Старого доктора тотчас узнали, но никто не глазел на него, как на залетную знаменитость. Улыбки и приветственные кивки свидетельствовали о том, что он здесь свой среди своих, и однако же нам не пришлось испытать докучливого соседства и принудительного общения. Мы уселись в укромном углу, Леви сразу же заказал виной спагетти и без всякого перехода, без томительных пауз, так и не объяснив, чем замечателен наш ресторанчик, предался воспоминаниям.
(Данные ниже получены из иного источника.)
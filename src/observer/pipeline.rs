use futures::future::BoxFuture;
use serde_json::Value;

use crate::database::{DatabaseError, QueryEngine, QueryParams};
use crate::observer::traits::MiddlewareBox;

/// The remainder of the chain from one middleware's point of view
#[derive(Clone, Copy)]
pub struct Next<'a> {
    middleware: &'a [MiddlewareBox],
    engine: &'a dyn QueryEngine,
}

impl<'a> Next<'a> {
    /// Hand `params` to the next middleware, or to the engine once the chain is exhausted
    pub fn run(self, params: QueryParams) -> BoxFuture<'a, Result<Value, DatabaseError>> {
        match self.middleware.split_first() {
            Some((current, rest)) => current.handle(
                params,
                Next {
                    middleware: rest,
                    engine: self.engine,
                },
            ),
            None => self.engine.execute(params),
        }
    }
}

/// Ordered middleware list folded around a query engine.
/// The first registered middleware is the outermost.
#[derive(Default)]
pub struct MiddlewarePipeline {
    middleware: Vec<MiddlewareBox>,
}

impl MiddlewarePipeline {
    pub fn new() -> Self {
        Self::default()
    }

    pub fn register(&mut self, middleware: MiddlewareBox) {
        tracing::debug!(
            "Registered store middleware '{}' at position {}",
            middleware.name(),
            self.middleware.len()
        );
        self.middleware.push(middleware);
    }

    pub fn names(&self) -> Vec<&'static str> {
        self.middleware.iter().map(|m| m.name()).collect()
    }

    pub async fn execute(
        &self,
        engine: &dyn QueryEngine,
        params: QueryParams,
    ) -> Result<Value, DatabaseError> {
        Next {
            middleware: &self.middleware,
            engine,
        }
        .run(params)
        .await
    }
}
Годом раньше ушла из жизни Анна Маньяни — великая трагическая актриса с лицом обычной крестьянки. Леви писал ее портрет на фоне римских крыш, и после каждого сеанса она восклицала, заломив руки: «Айда Маньяни, ну и мадонна, вознесшаяся над миром!»
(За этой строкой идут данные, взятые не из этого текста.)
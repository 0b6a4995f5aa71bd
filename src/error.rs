// HTTP API Error Types
use axum::{http::StatusCode, response::IntoResponse, Json};
use serde_json::{json, Value};
use std::collections::HashMap;

use crate::auth::AuthError;
use crate::database::DatabaseError;

/// HTTP API error with appropriate status codes and client-friendly messages
#[derive(Debug)]
pub enum ApiError {
    // 400 Bad Request
    BadRequest(String),

    // 401 Unauthorized
    Unauthorized(String),

    // 403 Forbidden
    Forbidden(String),

    // 404 Not Found
    NotFound(String),

    // 409 Conflict
    Conflict(String),

    // 422 Unprocessable Entity (form validation)
    UnprocessableEntity {
        message: String,
        field_errors: HashMap<String, String>,
    },

    // 500 Internal Server Error
    InternalServerError(String),

    // 503 Service Unavailable
    ServiceUnavailable(String),
}

impl ApiError {
    /// Get HTTP status code
    pub fn status_code(&self) -> StatusCode {
        match self {
            ApiError::BadRequest(_) => StatusCode::BAD_REQUEST,
            ApiError::Unauthorized(_) => StatusCode::UNAUTHORIZED,
            ApiError::Forbidden(_) => StatusCode::FORBIDDEN,
            ApiError::NotFound(_) => StatusCode::NOT_FOUND,
            ApiError::Conflict(_) => StatusCode::CONFLICT,
            ApiError::UnprocessableEntity { .. } => StatusCode::UNPROCESSABLE_ENTITY,
            ApiError::InternalServerError(_) => StatusCode::INTERNAL_SERVER_ERROR,
            ApiError::ServiceUnavailable(_) => StatusCode::SERVICE_UNAVAILABLE,
        }
    }

    /// Get client-safe error message
    pub fn message(&self) -> &str {
        match self {
            ApiError::BadRequest(msg) => msg,
            ApiError::Unauthorized(msg) => msg,
            ApiError::Forbidden(msg) => msg,
            ApiError::NotFound(msg) => msg,
            ApiError::Conflict(msg) => msg,
            ApiError::UnprocessableEntity { message, .. } => message,
            ApiError::InternalServerError(msg) => msg,
            ApiError::ServiceUnavailable(msg) => msg,
        }
    }

    /// Get error code for client handling
    pub fn error_code(&self) -> &'static str {
        match self {
            ApiError::BadRequest(_) => "BAD_REQUEST",
            ApiError::Unauthorized(_) => "UNAUTHORIZED",
            ApiError::Forbidden(_) => "FORBIDDEN",
            ApiError::NotFound(_) => "NOT_FOUND",
            ApiError::Conflict(_) => "CONFLICT",
            ApiError::UnprocessableEntity { .. } => "UNPROCESSABLE_ENTITY",
            ApiError::InternalServerError(_) => "INTERNAL_SERVER_ERROR",
            ApiError::ServiceUnavailable(_) => "SERVICE_UNAVAILABLE",
        }
    }

    /// Convert to JSON response body
    pub fn to_json(&self) -> Value {
        let mut response = json!({
            "success": false,
            "error": self.message(),
            "code": self.error_code()
        });

        if let ApiError::UnprocessableEntity { field_errors, .. } = self {
            response["field_errors"] = json!(field_errors);
        }

        response
    }
}

// Static constructor methods
impl ApiError {
    pub fn bad_request(message: impl Into<String>) -> Self {
        ApiError::BadRequest(message.into())
    }

    pub fn unauthorized(message: impl Into<String>) -> Self {
        ApiError::Unauthorized(message.into())
    }

    pub fn forbidden(message: impl Into<String>) -> Self {
        ApiError::Forbidden(message.into())
    }

    pub fn not_found(message: impl Into<String>) -> Self {
        ApiError::NotFound(message.into())
    }

    pub fn conflict(message: impl Into<String>) -> Self {
        ApiError::Conflict(message.into())
    }

    pub fn unprocessable_entity(
        message: impl Into<String>,
        field_errors: HashMap<String, String>,
    ) -> Self {
        ApiError::UnprocessableEntity {
            message: message.into(),
            field_errors,
        }
    }

    /// 422 for a single offending field
    pub fn field_error(field: &str, message: impl Into<String>) -> Self {
        let message = message.into();
        let mut field_errors = HashMap::new();
        field_errors.insert(field.to_string(), message.clone());
        ApiError::unprocessable_entity(message, field_errors)
    }

    pub fn internal_server_error(message: impl Into<String>) -> Self {
        ApiError::InternalServerError(message.into())
    }

    pub fn service_unavailable(message: impl Into<String>) -> Self {
        ApiError::ServiceUnavailable(message.into())
    }
}

// Convert other error types to ApiError
impl From<DatabaseError> for ApiError {
    fn from(err: DatabaseError) -> Self {
        match err {
            DatabaseError::NotFound(msg) => ApiError::not_found(msg),
            DatabaseError::UniqueViolation { model, field } => {
                ApiError::conflict(format!("A {} with this {} already exists", model.to_lowercase(), field))
            }
            DatabaseError::ForeignKeyViolation { model, field } => {
                ApiError::bad_request(format!("{}.{} does not reference an existing record", model, field))
            }
            DatabaseError::MissingField { field, .. } => {
                ApiError::field_error(&field, format!("{} is required", field))
            }
            DatabaseError::InvalidValue { field, reason, .. } => ApiError::field_error(&field, reason),
            err @ (DatabaseError::UnknownField { .. } | DatabaseError::InvalidArgs(_)) => {
                ApiError::bad_request(err.to_string())
            }
            DatabaseError::Sqlx(sqlx::Error::PoolTimedOut) | DatabaseError::Sqlx(sqlx::Error::Io(_)) => {
                ApiError::service_unavailable("Database temporarily unavailable")
            }
            err => {
                // Log the real error but return generic message
                tracing::error!("Store error: {}", err);
                ApiError::internal_server_error("An error occurred while processing your request")
            }
        }
    }
}

impl From<AuthError> for ApiError {
    fn from(err: AuthError) -> Self {
        match err {
            AuthError::InvalidToken(_) | AuthError::MissingToken(_) => ApiError::unauthorized(err.to_string()),
            AuthError::TokenGeneration(_) | AuthError::InvalidSecret | AuthError::InvalidLifetime(_) => {
                tracing::error!("Session token error: {}", err);
                ApiError::internal_server_error("Unable to create session")
            }
        }
    }
}

// Standard error trait implementations
impl std::fmt::Display for ApiError {
    fn fmt(&self, f: &mut std::fmt::Formatter<'_>) -> std::fmt::Result {
        write!(f, "{}", self.message())
    }
}

impl std::error::Error for ApiError {}

// Automatic HTTP response conversion for Axum
impl IntoResponse for ApiError {
    fn into_response(self) -> axum::response::Response {
        (self.status_code(), Json(self.to_json())).into_response()
    }
}
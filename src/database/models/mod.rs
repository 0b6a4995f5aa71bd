pub mod note;
pub mod post;
pub mod user;

pub use note::{Note, NoteDetail, NoteListItem};
pub use post::{NewPost, Post, PostListing};
pub use user::User;
use chrono::{DateTime, Utc};
use serde::{Deserialize, Serialize};

#[derive(Debug, Clone, Serialize, Deserialize)]
#[serde(rename_all = "camelCase")]
pub struct Note {
    pub id: String,
    pub title: String,
    pub body: String,
    pub user_id: String,
    pub created_at: DateTime<Utc>,
    pub updated_at: DateTime<Utc>,
}

/// A single note as shown to its owner
#[derive(Debug, Clone, PartialEq, Serialize, Deserialize)]
pub struct NoteDetail {
    pub id: String,
    pub title: String,
    pub body: String,
}

#[derive(Debug, Clone, PartialEq, Serialize, Deserialize)]
pub struct NoteListItem {
    pub id: String,
    pub title: String,
}
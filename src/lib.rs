pub mod app;
pub mod auth;
pub mod cli;
pub mod config;
pub mod database;
pub mod error;
pub mod events;
pub mod handlers;
pub mod middleware;
pub mod observer;
pub mod services;
pub mod state;
pub mod testing;
pub mod types;
// handlers/public/system.rs - GET /, GET /health

use axum::{extract::State, http::StatusCode, response::Json};
use serde_json::{json, Value};

use crate::state::AppState;

pub async fn root() -> Json<Value> {
    Json(json!({
        "success": true,
        "data": {
            "name": "Quill API",
            "version": env!("CARGO_PKG_VERSION"),
            "description": "Blog posts and personal notes",
            "endpoints": {
                "health": "/health (public)",
                "auth": "/auth/join, /auth/login (public - token acquisition)",
                "whoami": "/api/auth/whoami (user)",
                "posts": "/posts, /posts/:slug (public)",
                "notes": "/notes[/:id] (user)",
                "admin": "/posts/admin[/:slug] (admin)",
            }
        }
    }))
}

pub async fn health(State(state): State<AppState>) -> (StatusCode, Json<Value>) {
    let now = chrono::Utc::now();

    match state.store.ping().await {
        Ok(()) => (
            StatusCode::OK,
            Json(json!({
                "success": true,
                "data": {
                    "status": "ok",
                    "timestamp": now,
                    "store": state.store.engine_name()
                }
            })),
        ),
        Err(e) => {
            tracing::error!("Health check failed: {}", e);
            (
                StatusCode::SERVICE_UNAVAILABLE,
                Json(json!({
                    "success": false,
                    "error": "store unavailable",
                    "code": "SERVICE_UNAVAILABLE",
                    "data": {
                        "status": "degraded",
                        "timestamp": now,
                        "store": state.store.engine_name()
                    }
                })),
            )
        }
    }
}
— Феноменальная женщина! — без конца повторял Леви, аппетитно уплетая дымящиеся, густо обсыпанные сыром спагетти. — Она безропотно просиживала часами, позируя мне, и не дожидаясь моей просьбы, меняла позу так, как мне было нужно. «Откуда ты знаешь, что теперь я хочу видеть твой профиль?» — спрашивал я ее, а она не понимала, что меня удивляет. «Но ведь мы с тобой сейчас вместе на сцене, в одном спектакле, я просто обязана чувствовать, что хочет партнер. Или ты считаешь, что я плохая актриса?» Феноменальная женщина! Как это странно: была — и нет!.. Что за глупость: создать такое чудо — и спихнуть его в яму?!. Или вот — Эренбург. Вы знали Эренбурга?
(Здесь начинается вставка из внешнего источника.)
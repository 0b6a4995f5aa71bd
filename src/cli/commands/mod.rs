pub mod auth;
pub mod note;
pub mod post;
pub mod server;
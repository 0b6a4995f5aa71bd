use serde_json::{Map, Value};

use crate::database::error::DatabaseError;
use crate::database::params::SortDirection;
use crate::database::schema::{ModelSchema, TIMESTAMP_FIELDS};

/// A parameterized SQL statement. Every parameter is bound as text;
/// timestamp columns cast their placeholder to `timestamptz`.
#[derive(Debug, Clone, PartialEq)]
pub struct SqlStatement {
    pub query: String,
    pub params: Vec<String>,
}

/// Builds SQL for one model. Identifiers only ever come from the model
/// registry and are quoted; values are always bound.
pub struct QueryBuilder {
    model: &'static ModelSchema,
    params: Vec<String>,
}

impl QueryBuilder {
    pub fn new(model: &'static ModelSchema) -> Self {
        Self {
            model,
            params: Vec::new(),
        }
    }

    /// `WITH r AS (INSERT … RETURNING *) SELECT row_to_json(r) FROM r`
    pub fn insert(mut self, data: &Map<String, Value>) -> Result<SqlStatement, DatabaseError> {
        let mut columns = Vec::with_capacity(data.len());
        let mut placeholders = Vec::with_capacity(data.len());
        for (field, value) in data {
            columns.push(self.column(field)?);
            placeholders.push(self.bind(field, value)?);
        }

        let query = format!(
            "WITH r AS (INSERT INTO {} ({}) VALUES ({}) RETURNING *) SELECT row_to_json(r) FROM r",
            quote_identifier(self.model.table),
            columns.join(", "),
            placeholders.join(", ")
        );
        Ok(self.finish(query))
    }

    pub fn select(
        mut self,
        where_clause: &Map<String, Value>,
        order: Option<(&str, SortDirection)>,
        limit: Option<u32>,
    ) -> Result<SqlStatement, DatabaseError> {
        let mut inner = format!("SELECT * FROM {}", quote_identifier(self.model.table));
        inner += &self.where_sql(where_clause)?;
        if let Some((field, direction)) = order {
            inner += &format!(" ORDER BY {} {}", self.column(field)?, direction.as_sql());
        }
        if let Some(limit) = limit {
            inner += &format!(" LIMIT {}", limit);
        }

        let query = format!("SELECT row_to_json(r) FROM ({}) r", inner);
        Ok(self.finish(query))
    }

    pub fn update(
        mut self,
        where_clause: &Map<String, Value>,
        data: &Map<String, Value>,
    ) -> Result<SqlStatement, DatabaseError> {
        let mut assignments = Vec::with_capacity(data.len() + 1);
        for (field, value) in data {
            let column = self.column(field)?;
            let placeholder = self.bind(field, value)?;
            assignments.push(format!("{} = {}", column, placeholder));
        }
        assignments.push(format!("{} = now()", quote_identifier("updatedAt")));

        let where_sql = self.where_sql(where_clause)?;
        let query = format!(
            "WITH r AS (UPDATE {} SET {}{} RETURNING *) SELECT row_to_json(r) FROM r",
            quote_identifier(self.model.table),
            assignments.join(", "),
            where_sql
        );
        Ok(self.finish(query))
    }

    /// Delete returning the removed rows as JSON
    pub fn delete(mut self, where_clause: &Map<String, Value>) -> Result<SqlStatement, DatabaseError> {
        let where_sql = self.where_sql(where_clause)?;
        let query = format!(
            "WITH r AS (DELETE FROM {}{} RETURNING *) SELECT row_to_json(r) FROM r",
            quote_identifier(self.model.table),
            where_sql
        );
        Ok(self.finish(query))
    }

    /// Delete without returning rows; callers read `rows_affected`
    pub fn delete_many(mut self, where_clause: &Map<String, Value>) -> Result<SqlStatement, DatabaseError> {
        let where_sql = self.where_sql(where_clause)?;
        let query = format!("DELETE FROM {}{}", quote_identifier(self.model.table), where_sql);
        Ok(self.finish(query))
    }

    fn where_sql(&mut self, where_clause: &Map<String, Value>) -> Result<String, DatabaseError> {
        if where_clause.is_empty() {
            return Ok(String::new());
        }
        let mut conditions = Vec::with_capacity(where_clause.len());
        for (field, value) in where_clause {
            let column = self.column(field)?;
            let placeholder = self.bind(field, value)?;
            conditions.push(format!("{} = {}", column, placeholder));
        }
        Ok(format!(" WHERE {}", conditions.join(" AND ")))
    }

    fn column(&self, field: &str) -> Result<String, DatabaseError> {
        if !self.model.has_field(field) {
            return Err(DatabaseError::unknown_field(self.model.name, field));
        }
        Ok(quote_identifier(field))
    }

    fn bind(&mut self, field: &str, value: &Value) -> Result<String, DatabaseError> {
        let text = value
            .as_str()
            .ok_or_else(|| DatabaseError::invalid_value(self.model.name, field, "expected a string"))?;
        self.params.push(text.to_string());
        let placeholder = format!("${}", self.params.len());
        if TIMESTAMP_FIELDS.contains(&field) {
            Ok(format!("{}::timestamptz", placeholder))
        } else {
            Ok(placeholder)
        }
    }

    fn finish(self, query: String) -> SqlStatement {
        SqlStatement {
            query,
            params: self.params,
        }
    }
}

/// Quote SQL identifier to prevent injection
pub fn quote_identifier(name: &str) -> String {
    format!("\"{}\"", name.replace('"', "\"\""))
}
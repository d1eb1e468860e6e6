// インフラ層モジュール
pub mod config;
pub mod logging;
pub mod store;

// 再エクスポート
pub use config::{SyncConfig, SyncConfigError};
pub use logging::init_logging;
pub use store::{ServiceId, SqliteRelationalStore, StoreError};
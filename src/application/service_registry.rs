//! サービス名レジストリ
//!
//! サービス名を安定した識別子に解決する。未登録の名前は初回参照時に
//! 行を作成する。servicesテーブルへの書き込みはこのレジストリのみが行う。

use std::sync::Arc;

use tracing::debug;

use crate::infrastructure::{ServiceId, SqliteRelationalStore, StoreError};

/// サービス名レジストリ
///
/// 名前→識別子の解決を提供する。同名の行は決して重複しない
/// （ストアのUNIQUE制約と挿入時の収束処理で保証される）。
pub struct ServiceRegistry {
    store: Arc<SqliteRelationalStore>,
}

impl ServiceRegistry {
    /// 新しいServiceRegistryを作成
    pub fn new(store: Arc<SqliteRelationalStore>) -> Self {
        Self { store }
    }

    /// サービス名を識別子に解決する
    ///
    /// 大文字小文字を区別する完全一致で既存行を検索し、なければ新規作成する。
    /// ストアエラーはそのまま呼び出し元に伝播する（内部で再試行しない）。
    pub async fn resolve(&self, name: &str) -> Result<ServiceId, StoreError> {
        if let Some(id) = self.store.find_service_by_name(name).await? {
            return Ok(id);
        }

        // 競合しても単一行に収束する（store側のON CONFLICT DO NOTHING + 再SELECT）
        let id = self.store.insert_service(name).await?;
        debug!(service_name = name, service_id = id, "サービスを新規登録");

        Ok(id)
    }
}
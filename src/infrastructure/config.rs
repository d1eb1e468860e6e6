// 同期サービス設定
//
// 環境変数から取得する外部設定を管理する。
// アクセス資格情報とストア接続先の両方が揃わない限りサービスは起動しない。

use thiserror::Error;

/// 設定エラー
#[derive(Debug, Error)]
pub enum SyncConfigError {
    /// 必須の環境変数が設定されていない
    #[error("必須の環境変数が設定されていません: {0}")]
    MissingEnvVar(String),
}

/// 同期サービスの設定
///
/// # フィールド
/// - `api_token`: APIトークン（Authorizationヘッダー照合に使用）
/// - `database_path`: リレーショナルストアのデータベースファイルパス
#[derive(Debug, Clone)]
pub struct SyncConfig {
    api_token: String,
    database_path: String,
}

impl SyncConfig {
    /// 新しい設定を作成
    pub fn new(api_token: impl Into<String>, database_path: impl Into<String>) -> Self {
        Self {
            api_token: api_token.into(),
            database_path: database_path.into(),
        }
    }

    /// 環境変数から設定を読み込み
    ///
    /// # 環境変数
    /// - `API_TOKEN`: APIトークン（必須）
    /// - `DB_PATH`: データベースファイルのパス（必須）
    ///
    /// # 戻り値
    /// - `Ok(SyncConfig)`: 設定が正常に読み込まれた
    /// - `Err(SyncConfigError)`: 必須の環境変数が設定されていない
    pub fn from_env() -> Result<Self, SyncConfigError> {
        let api_token = std::env::var("API_TOKEN")
            .map_err(|_| SyncConfigError::MissingEnvVar("API_TOKEN".to_string()))?;

        let database_path = std::env::var("DB_PATH")
            .map_err(|_| SyncConfigError::MissingEnvVar("DB_PATH".to_string()))?;

        Ok(Self {
            api_token,
            database_path,
        })
    }

    /// APIトークンを取得
    pub fn api_token(&self) -> &str {
        &self.api_token
    }

    /// データベースパスを取得
    pub fn database_path(&self) -> &str {
        &self.database_path
    }
}
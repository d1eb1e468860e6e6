// ドメイン層モジュール
pub mod domain;

// アプリケーション層モジュール
pub mod application;

// インフラ層モジュール
pub mod infrastructure;

// HTTP APIモジュール
pub mod api;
Я знал Эренбурга. Точнее, встречался с ним несколько раз. У нашего знакомства была предыстория.

Еще в 1956 году Эренбург вместе с Маршаком, Шостаковичем и крупнейшим педиатром, академиком Г.Н. Сперанским опубликовали в «Литературной газете» письмо, озаглавленное «Закон, отвергнутый жизнью». Речь шла о необходимости отмены пресловутого сталинского указа от 8 июля 1944 года, установившего так называемые прочерки в метрике, — вместо имени и фамилии «незаконного» отца; запретившего отыскание отцовства в суде; отменившего алименты на все тех же «незаконнорожденных» детей и, наконец, официально введшего правовое (а значит, и бытовое) понятие «мать-одиночка». И учредившего еще звание «Мать-героиня».

Указ этот, в значительной своей части списанный с гитлеровских законов о «немецкой матери», имел очевидную направленность: стимулировать рождаемость — после неслыханных людских потерь во время войны, — эксплуатируя извечную тягу женщины к материнству и освобождая отцов от каких бы то ни было внутренних тормозов для покрытия дефицита в «человеческом материале». Несмотря на, казалось бы, благие — в демографическом смысле — цели, указ этот явился одной из самых позорных страниц в истории советского законодательства и продемонстрировал весь цинизм хваленой коммунистической морали.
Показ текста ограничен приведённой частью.